Thank you for helping us to combat desertification in Cambodia and allowing us to reverse the effects of habitat degradation. We hope you will continue to support this important project! 

Regrowing lost forest areas
Regrowing lost forest areas
Planting young trees.
Planting young trees.

Thank you for helping us restore the tropical rainforests of the Southern Cardamom Mountain Range!  Your gift to the Tropical Reforestation Project directly helps to restore denuded forests through seed collection, nursery germination and propagation, soil enrichment and planting, post planting treatment to fight invasive grasses, and the replacement of weak plants in order to ensure forest growth. The theme of this year's Earth Day, on April 22nd, will focus on planting trees for the earth because they absorb polluted air and excess CO2 from the atmosphere while helping communities achieve long-term economic and environmental sustainability. The Tropical Reforestation Project employees are all local Cambodians, earning a susatainable living and helping to ensure the future of one of the world's biodiversity hotspots. 

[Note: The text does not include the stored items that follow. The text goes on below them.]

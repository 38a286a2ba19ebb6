//! Open file handles returned by [`Namespace::open`](super::Namespace::open).

use std::io::SeekFrom;

use tokio::fs::File;
use tokio::io::{AsyncReadExt, AsyncSeekExt, AsyncWriteExt};

use crate::vfs::config_channel::ConfigChannel;
use crate::vfs::error::VfsResult;
use crate::vfs::types::{FileAttr, MAX_READ_LEN};

/// A file opened through the namespace.
#[derive(Debug)]
pub enum OpenFile {
    /// A real file inside the caller's sandbox.
    Storage(File),
    /// The virtual `/config` object.
    Config(ConfigChannel),
}

impl OpenFile {
    /// Read up to `len` bytes at `offset`, capped at [`MAX_READ_LEN`].
    /// An empty result means EOF.
    pub async fn read(&mut self, offset: u64, len: u32) -> VfsResult<Vec<u8>> {
        let len = len.min(MAX_READ_LEN);
        match self {
            OpenFile::Storage(file) => {
                file.seek(SeekFrom::Start(offset)).await?;
                let mut buffer = Vec::with_capacity(len as usize);
                (&mut *file).take(u64::from(len)).read_to_end(&mut buffer).await?;
                Ok(buffer)
            }
            OpenFile::Config(channel) => channel.read(offset, len),
        }
    }

    /// Write `data` at `offset`, returning the number of bytes written.
    pub async fn write(&mut self, offset: u64, data: &[u8]) -> VfsResult<u32> {
        match self {
            OpenFile::Storage(file) => {
                file.seek(SeekFrom::Start(offset)).await?;
                file.write_all(data).await?;
                Ok(data.len() as u32)
            }
            OpenFile::Config(channel) => channel.write(offset, data),
        }
    }

    /// Attributes of the open file.
    pub async fn stat(&self) -> VfsResult<FileAttr> {
        match self {
            OpenFile::Storage(file) => Ok(FileAttr::from_metadata(&file.metadata().await?)),
            OpenFile::Config(channel) => Ok(channel.stat()),
        }
    }

    /// Close the handle. For a `/config` write this is the commit point.
    pub async fn close(self) -> VfsResult<()> {
        match self {
            OpenFile::Storage(mut file) => {
                file.flush().await?;
                Ok(())
            }
            OpenFile::Config(mut channel) => channel.close(),
        }
    }
}

#[cfg(test)]
mod tests {
    use super::*;

    #[tokio::test]
    async fn test_read_is_capped() {
        let dir = tempfile::tempdir().unwrap();
        let path = dir.path().join("big.bin");
        std::fs::write(&path, vec![7u8; 3 * MAX_READ_LEN as usize]).unwrap();

        let mut file = OpenFile::Storage(File::open(&path).await.unwrap());
        let first = file.read(0, u32::MAX).await.unwrap();
        assert_eq!(first.len(), MAX_READ_LEN as usize);

        let tail = file.read(2 * u64::from(MAX_READ_LEN), u32::MAX).await.unwrap();
        assert_eq!(tail.len(), MAX_READ_LEN as usize);
        assert!(file.read(3 * u64::from(MAX_READ_LEN), u32::MAX).await.unwrap().is_empty());
    }
}
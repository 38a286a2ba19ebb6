//! VFS error types.
//!
//! Variants keep the internal reason for logging; the conversion to
//! [`io::Error`] is what a remote peer gets to see, and it deliberately
//! folds "unauthenticated" and "outside your sandbox" into plain NotFound.

use std::io;
use thiserror::Error;

use crate::registry::RegistryError;

/// VFS error type.
#[derive(Debug, Error)]
pub enum VfsError {
    /// File or directory not found.
    #[error("not found: {0}")]
    NotFound(String),

    /// The session has no resolved identity.
    #[error("session is not authenticated")]
    Unauthenticated,

    /// Path escapes the caller's sandbox (security violation).
    #[error("path escapes sandbox: {0}")]
    OutOfSandbox(String),

    /// Operation not allowed on this path or handle.
    #[error("permission denied: {0}")]
    PermissionDenied(String),

    /// Expected a directory.
    #[error("not a directory: {0}")]
    NotADirectory(String),

    /// Expected a file.
    #[error("is a directory: {0}")]
    IsADirectory(String),

    /// The configuration document written to `/config` did not decode.
    #[error("malformed configuration document: {0}")]
    MalformedConfig(String),

    /// Handle was already closed.
    #[error("handle already closed")]
    Closed,

    /// Registry could not be read or written.
    #[error(transparent)]
    Registry(#[from] RegistryError),

    /// I/O error.
    #[error("I/O error: {0}")]
    Io(#[from] io::Error),
}

impl VfsError {
    /// Create a NotFound error.
    pub fn not_found(path: impl Into<String>) -> Self {
        Self::NotFound(path.into())
    }

    /// Create an OutOfSandbox error.
    pub fn out_of_sandbox(path: impl Into<String>) -> Self {
        Self::OutOfSandbox(path.into())
    }

    /// Create a PermissionDenied error.
    pub fn permission_denied(path: impl Into<String>) -> Self {
        Self::PermissionDenied(path.into())
    }

    /// Create a NotADirectory error.
    pub fn not_a_directory(path: impl Into<String>) -> Self {
        Self::NotADirectory(path.into())
    }

    /// Create a MalformedConfig error.
    pub fn malformed_config(msg: impl Into<String>) -> Self {
        Self::MalformedConfig(msg.into())
    }

    /// Whether a remote peer sees this as "no such file".
    pub fn is_not_found(&self) -> bool {
        match self {
            VfsError::NotFound(_) | VfsError::Unauthenticated | VfsError::OutOfSandbox(_) => true,
            VfsError::Io(e) => e.kind() == io::ErrorKind::NotFound,
            _ => false,
        }
    }
}

/// Convert VfsError to std::io::Error, hiding sandbox and session details.
impl From<VfsError> for io::Error {
    fn from(e: VfsError) -> Self {
        match e {
            VfsError::NotFound(_) | VfsError::Unauthenticated | VfsError::OutOfSandbox(_) => {
                io::Error::from(io::ErrorKind::NotFound)
            }
            VfsError::PermissionDenied(msg) => {
                io::Error::new(io::ErrorKind::PermissionDenied, msg)
            }
            VfsError::NotADirectory(msg) => io::Error::new(io::ErrorKind::NotADirectory, msg),
            VfsError::IsADirectory(msg) => io::Error::new(io::ErrorKind::IsADirectory, msg),
            VfsError::MalformedConfig(msg) => io::Error::new(io::ErrorKind::InvalidData, msg),
            VfsError::Closed => io::Error::other("handle already closed"),
            VfsError::Registry(e) => io::Error::other(e.to_string()),
            VfsError::Io(e) => e,
        }
    }
}

/// VFS result type.
pub type VfsResult<T> = Result<T, VfsError>;

#[cfg(test)]
mod tests {
    use super::*;

    #[test]
    fn test_hidden_errors_look_identical() {
        let unauth: io::Error = VfsError::Unauthenticated.into();
        let escape: io::Error = VfsError::out_of_sandbox("/storage/../x").into();
        let missing: io::Error = VfsError::not_found("/nope").into();

        for e in [&unauth, &escape, &missing] {
            assert_eq!(e.kind(), io::ErrorKind::NotFound);
        }
        assert_eq!(unauth.to_string(), missing.to_string());
        assert_eq!(escape.to_string(), missing.to_string());
    }

    #[test]
    fn test_is_not_found() {
        assert!(VfsError::Unauthenticated.is_not_found());
        assert!(VfsError::Io(io::Error::from(io::ErrorKind::NotFound)).is_not_found());
        assert!(!VfsError::permission_denied("/").is_not_found());
        assert!(!VfsError::malformed_config("eof").is_not_found());
    }

    #[test]
    fn test_malformed_config_is_invalid_data() {
        let e: io::Error = VfsError::malformed_config("expected `[`").into();
        assert_eq!(e.kind(), io::ErrorKind::InvalidData);
    }
}
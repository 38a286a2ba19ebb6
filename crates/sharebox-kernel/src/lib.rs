//! # sharebox-kernel
//!
//! The data path of sharebox, independent of any wire protocol.
//!
//! A connection authenticates once into a [`SessionContext`]. Every request
//! after that goes through the [`Namespace`], which either maps it into the
//! caller's sandbox or opens a [`ConfigChannel`] over the caller's shares in
//! the [`Registry`]. The registry is the only state shared between
//! connections.

pub mod registry;
pub mod vfs;

pub use registry::{Registry, RegistryError, RegistryResult};
pub use vfs::{
    ChannelMode, ConfigChannel, DirEntry, FileAttr, FileType, Namespace, OpenFile, OpenFlags,
    SandboxResolver, SessionContext, VfsError, VfsResult,
};
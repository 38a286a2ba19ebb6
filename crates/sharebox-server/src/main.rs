//! Sharebox server binary
//!
//! SSH + SFTP file server with per-key sandboxes and a `/config` share
//! document.
//!
//! ## Usage
//!
//! ```bash
//! # Run the server (default)
//! sharebox-server --root /srv/sharebox
//! sharebox-server --root /srv/sharebox serve --port 2222
//!
//! # Key management
//! sharebox-server --root /srv/sharebox add-key ~/.ssh/id_ed25519.pub
//! sharebox-server --root /srv/sharebox list-users
//! sharebox-server --root /srv/sharebox list-shares 1
//! ```

use std::net::{IpAddr, SocketAddr};
use std::path::PathBuf;
use std::process::ExitCode;
use std::sync::Arc;

use clap::{Parser, Subcommand};
use sharebox_kernel::vfs::config_snapshot;
use sharebox_server::constants::{DEFAULT_BIND_ADDRESS, DEFAULT_SSH_PORT};
use sharebox_server::{ServerConfig, SshServer, SshServerConfig};
use sharebox_types::{Credential, UserId};
use tracing_subscriber::{EnvFilter, fmt, layer::SubscriberExt, util::SubscriberInitExt};

/// SSH + SFTP file server with per-key sandboxes.
#[derive(Parser, Debug)]
#[command(name = "sharebox-server")]
#[command(about = "SFTP file server with per-key sandboxes")]
struct Args {
    /// Data directory holding the registry, host key and sandboxes
    #[arg(long, default_value = "~/.local/share/sharebox")]
    root: String,

    #[command(subcommand)]
    command: Option<Command>,
}

#[derive(Subcommand, Debug)]
enum Command {
    /// Run the SSH server (default)
    Serve {
        /// Address to bind
        #[arg(long, default_value = DEFAULT_BIND_ADDRESS)]
        bind: IpAddr,

        /// SSH port
        #[arg(long, default_value_t = DEFAULT_SSH_PORT)]
        port: u16,
    },
    /// Register an OpenSSH public key
    AddKey {
        /// Public key file (e.g. ~/.ssh/id_ed25519.pub)
        file: String,
    },
    /// List registered identities
    ListUsers,
    /// Print the share document owned by a user
    ListShares {
        /// Owner id as shown by list-users
        user_id: UserId,
    },
}

#[tokio::main]
async fn main() -> ExitCode {
    let filter = EnvFilter::try_from_default_env().unwrap_or_else(|_| EnvFilter::new("info"));

    tracing_subscriber::registry()
        .with(filter)
        .with(fmt::layer().with_writer(std::io::stderr))
        .init();

    let args = Args::parse();
    let data_root: PathBuf = shellexpand::tilde(&args.root).as_ref().into();

    match args.command {
        None => run_server(data_root, default_bind()).await,
        Some(Command::Serve { bind, port }) => {
            run_server(data_root, SocketAddr::new(bind, port)).await
        }
        Some(Command::AddKey { file }) => cmd_add_key(data_root, &file),
        Some(Command::ListUsers) => cmd_list_users(data_root),
        Some(Command::ListShares { user_id }) => cmd_list_shares(data_root, user_id),
    }
}

fn default_bind() -> SocketAddr {
    let ip = DEFAULT_BIND_ADDRESS
        .parse()
        .unwrap_or(IpAddr::from([0, 0, 0, 0]));
    SocketAddr::new(ip, DEFAULT_SSH_PORT)
}

async fn run_server(data_root: PathBuf, bind_addr: SocketAddr) -> ExitCode {
    let config = ServerConfig::new(data_root, bind_addr);
    tracing::info!(root = %config.data_root.display(), "Starting sharebox server");

    // Without the registry no session can be resolved; refuse to listen.
    let registry = match config.open_registry() {
        Ok(registry) => registry,
        Err(e) => {
            tracing::error!("Registry unavailable: {:#}", e);
            return ExitCode::FAILURE;
        }
    };

    let namespace = match config.namespace(registry) {
        Ok(namespace) => Arc::new(namespace),
        Err(e) => {
            tracing::error!("Storage unavailable: {:#}", e);
            return ExitCode::FAILURE;
        }
    };

    let ssh_config = match SshServerConfig::load_or_generate(bind_addr, &config.host_key_path())
    {
        Ok(ssh_config) => ssh_config,
        Err(e) => {
            tracing::error!("Host key unavailable: {:#}", e);
            return ExitCode::FAILURE;
        }
    };

    let server = SshServer::new(ssh_config, namespace);
    if let Err(e) = server.run().await {
        tracing::error!("Server error: {}", e);
        return ExitCode::FAILURE;
    }

    ExitCode::SUCCESS
}

/// Register a public key and print its id and sandbox name.
fn cmd_add_key(data_root: PathBuf, file: &str) -> ExitCode {
    let key_path: PathBuf = shellexpand::tilde(file).as_ref().into();

    let key_data = match std::fs::read_to_string(&key_path) {
        Ok(data) => data,
        Err(e) => {
            eprintln!("Failed to read {}: {}", key_path.display(), e);
            return ExitCode::FAILURE;
        }
    };

    let credential = match Credential::from_openssh(&key_data) {
        Ok(credential) => credential,
        Err(e) => {
            eprintln!("Failed to parse public key: {}", e);
            return ExitCode::FAILURE;
        }
    };

    let config = ServerConfig::new(data_root, default_bind());
    let registry = match config.open_registry() {
        Ok(registry) => registry,
        Err(e) => {
            eprintln!("Failed to open registry: {:#}", e);
            return ExitCode::FAILURE;
        }
    };

    match registry.register(&credential) {
        Ok(identity) => {
            println!("Registered {}", identity);
            println!("  Id:      {}", identity.id);
            println!("  Sandbox: {}", identity.sandbox_name());
            ExitCode::SUCCESS
        }
        Err(e) => {
            eprintln!("Failed to register key: {}", e);
            ExitCode::FAILURE
        }
    }
}

/// List every registered identity
fn cmd_list_users(data_root: PathBuf) -> ExitCode {
    let config = ServerConfig::new(data_root, default_bind());
    let registry = match config.open_registry() {
        Ok(registry) => registry,
        Err(e) => {
            eprintln!("Failed to open registry: {:#}", e);
            return ExitCode::FAILURE;
        }
    };

    let identities = match registry.list_identities() {
        Ok(identities) => identities,
        Err(e) => {
            eprintln!("Database error: {}", e);
            return ExitCode::FAILURE;
        }
    };

    if identities.is_empty() {
        println!("No users registered.");
        return ExitCode::SUCCESS;
    }

    println!("{:<6} {:<64} KEY", "ID", "SANDBOX");
    println!("{}", "-".repeat(100));
    for identity in identities {
        println!(
            "{:<6} {:<64} {}",
            identity.id,
            identity.sandbox_name(),
            identity.credential
        );
    }

    ExitCode::SUCCESS
}

/// Print the canonical share document for one owner
fn cmd_list_shares(data_root: PathBuf, user_id: UserId) -> ExitCode {
    let config = ServerConfig::new(data_root, default_bind());
    let registry = match config.open_registry() {
        Ok(registry) => registry,
        Err(e) => {
            eprintln!("Failed to open registry: {:#}", e);
            return ExitCode::FAILURE;
        }
    };

    match registry.identity(user_id) {
        Ok(Some(_)) => {}
        Ok(None) => {
            eprintln!("No user with id {}", user_id);
            return ExitCode::FAILURE;
        }
        Err(e) => {
            eprintln!("Database error: {}", e);
            return ExitCode::FAILURE;
        }
    }

    match config_snapshot(&registry, user_id) {
        Ok(document) => {
            println!("{}", String::from_utf8_lossy(&document));
            ExitCode::SUCCESS
        }
        Err(e) => {
            eprintln!("Failed to read shares: {}", e);
            ExitCode::FAILURE
        }
    }
}
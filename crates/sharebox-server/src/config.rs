//! Startup configuration.
//!
//! Everything the server needs is derived from one data root chosen on the
//! command line. The value is built once in `main` and handed to
//! constructors; nothing reads it from a global.

use std::net::SocketAddr;
use std::path::{Path, PathBuf};
use std::sync::Arc;

use anyhow::Context;
use sharebox_kernel::{Namespace, Registry, SandboxResolver};

use crate::constants::{DB_FILE_NAME, HOST_KEY_FILE_NAME, STORAGE_DIR_NAME};

/// Server configuration.
#[derive(Debug, Clone)]
pub struct ServerConfig {
    /// Directory holding the registry, the host key and all sandboxes.
    pub data_root: PathBuf,
    /// Address the SSH listener binds.
    pub bind_addr: SocketAddr,
}

impl ServerConfig {
    pub fn new(data_root: impl Into<PathBuf>, bind_addr: SocketAddr) -> Self {
        Self {
            data_root: data_root.into(),
            bind_addr,
        }
    }

    /// Registry database path.
    pub fn db_path(&self) -> PathBuf {
        self.data_root.join(DB_FILE_NAME)
    }

    /// Parent directory of every sandbox.
    pub fn storage_root(&self) -> PathBuf {
        self.data_root.join(STORAGE_DIR_NAME)
    }

    /// OpenSSH-format host key path.
    pub fn host_key_path(&self) -> PathBuf {
        self.data_root.join(HOST_KEY_FILE_NAME)
    }

    /// Create the data root layout and open the registry.
    ///
    /// Fails if the registry can't be opened; the server must not start
    /// accepting sessions without it.
    pub fn open_registry(&self) -> anyhow::Result<Arc<Registry>> {
        ensure_dir(&self.data_root)?;
        let registry = Registry::open(self.db_path())
            .with_context(|| format!("opening registry at {}", self.db_path().display()))?;
        Ok(Arc::new(registry))
    }

    /// Build the namespace over an opened registry.
    pub fn namespace(&self, registry: Arc<Registry>) -> anyhow::Result<Namespace> {
        ensure_dir(&self.storage_root())?;
        Ok(Namespace::new(
            registry,
            SandboxResolver::new(self.storage_root()),
        ))
    }
}

fn ensure_dir(path: &Path) -> anyhow::Result<()> {
    std::fs::create_dir_all(path).with_context(|| format!("creating {}", path.display()))
}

The Tropical Reforestation Program has been working to maintain the 733,000 trees that were planted over the last 6 years. 733 hectares (1,811 acres) of reforested land is maintained and kept healthy with soil enriching activities.

The Tropical Reforestation Project sites are all areas that have been cleared of tropical forests.  The clear-cut areas experience flooding, soil erosion and runoff, and are plagued by invasive weed species.  In 2015, the projects effort’s focused on maintaining the planting fields and helping seedlings survive and grow. Maintenance work in 2015 involved sustaining grass and plowing between the planting rows, and adding additional grass, compost and natural fertilizer.  These activities ensure that the seedlings grow into a healthy forest.

In 2015, 760,273 seedlings were germinated in the Chi Phat shade net, 122,022 seedlings were transferred from the Chi Phat nursery to the road 48 planting field, 127,147 seedlings were transferred to the Chi Phat planting field and, 47,902 seedlings were transferred to the Sihanoukville planting field. 

Thank you again for your support! We hope you will continue to ensure the success of this vital program. 

One of the reforestation sites.
One of the reforestation sites.
Planting Trees in Koh Kong
Planting Trees in Koh Kong

The Southern Cardamom Mountain Range is a component of the Greater Cardamom Mountains which is the largest continuous block of tropical forest on the Southeast Asian mainland. Situated in the southwest of Cambodia, it represents one of the seven remaining elephant corridors in Asia and the largest tiger range in the region.

This mountain range is made up of mostly dense evergreen forest (also called dense monsoon forest) that forms an ecosystem with lowland melaleuca wetlands, flooded grasslands, lakes and coastal mangroves. However, illegal logging and slash-and-burn farming has resulted in pockets of denuded forest that threaten the functionality of these ecosystems.

Maintaining connectivity of forest cover ensures preservation of ecosystem functions and the Plant a Rainforest Project aims to reconnect fragmented rainforest in order to strengthen and increase continuous forest cover in Koh Kong province. Wildlife Alliance implements a comprehensive field work program from seed collection to nursery germination and propagation, to land preparation with soil enrichment and planting, and post planting treatment to fight invasive grasses, enrich the soil and replace weak plants in order to ensure forest growth over the next years.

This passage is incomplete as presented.